Picture centuries-old structures in cities like Detroit, Cleveland, or New Orleans. The next time you access a cloud-based service, or perform an Internet-based reverse phone lookup, those 1s and 0s could be funneled through these very buildings. Increasingly, data center companies and giant industries alike are investing in the rehabbing of condemned and near-condemned downtown structures in order to place supercomputers for cyber storage.

It’s an obvious move: data centers require huge amounts of square footage, nobody wants to spend money on new construction, cash-strapped cities are eager to fill empty spaces, and companies are always willing to take advantage of a golden opportunity.

But with that said – there are some caveats. Cities that aspire to become beacons for data centers and corporations looking to house data centers cheaply must have the available energy for such industries to exist. Cites such as St. Louis, for example, have attempted to lure these enterprises by-way of focusing on the amount of available energy within a certain part of the grid. The desired real estate and the available spots on the grid have to match up.

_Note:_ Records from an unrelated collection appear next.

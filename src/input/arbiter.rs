use crossterm::event::Event;

use super::buttons::ControlPad;
use super::handler::InputHandler;
use super::swipe::SwipeTracker;
use crate::game::Direction;

/// Normalized result of any input event
#[derive(Debug, Clone, Copy, PartialEq, Eq)]
pub enum InputAction {
    /// Directional intent
    Steer(Direction),
    /// Start a new game, or restart a finished one
    Start,
    /// A click or touch that was not a swipe
    Tap,
    Quit,
    None,
}

/// Anything that can turn raw terminal events into actions
pub trait InputSource {
    /// `None` when this source does not claim the event
    fn translate(&mut self, event: &Event) -> Option<InputAction>;
}

/// Funnels keyboard, on-screen buttons and swipes into one action stream.
/// Buttons are consulted before swipes so a press on a button never starts a
/// gesture.
#[derive(Debug, Clone, Default)]
pub struct InputArbiter {
    keys: InputHandler,
    pad: ControlPad,
    swipe: SwipeTracker,
}

impl InputArbiter {
    pub fn new(swipe_threshold: u16) -> Self {
        Self {
            keys: InputHandler::new(),
            pad: ControlPad::default(),
            swipe: SwipeTracker::new(swipe_threshold),
        }
    }

    /// Replace the button layout with the one last drawn
    pub fn set_pad(&mut self, pad: ControlPad) {
        self.pad = pad;
    }

    pub fn pad(&self) -> &ControlPad {
        &self.pad
    }

    pub fn translate(&mut self, event: &Event) -> InputAction {
        if let Some(action) = self.keys.translate(event) {
            return action;
        }
        if let Some(action) = self.pad.translate(event) {
            self.swipe.cancel();
            return action;
        }
        if let Event::FocusLost = event {
            self.swipe.cancel();
        }
        self.swipe.translate(event).unwrap_or(InputAction::None)
    }
}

In depressed cities where population is lower than expected and businesses are less likely to be encountered than they once were, there tends to be plenty of energy to go around. But will it be enough to accommodate the number of data center imports that it would take to create a measurable economic recovery? Doubtful.

But a start is a start. And perhaps when it comes to fixing our troubled cities, it starts with luring data centers into their hollowed structures.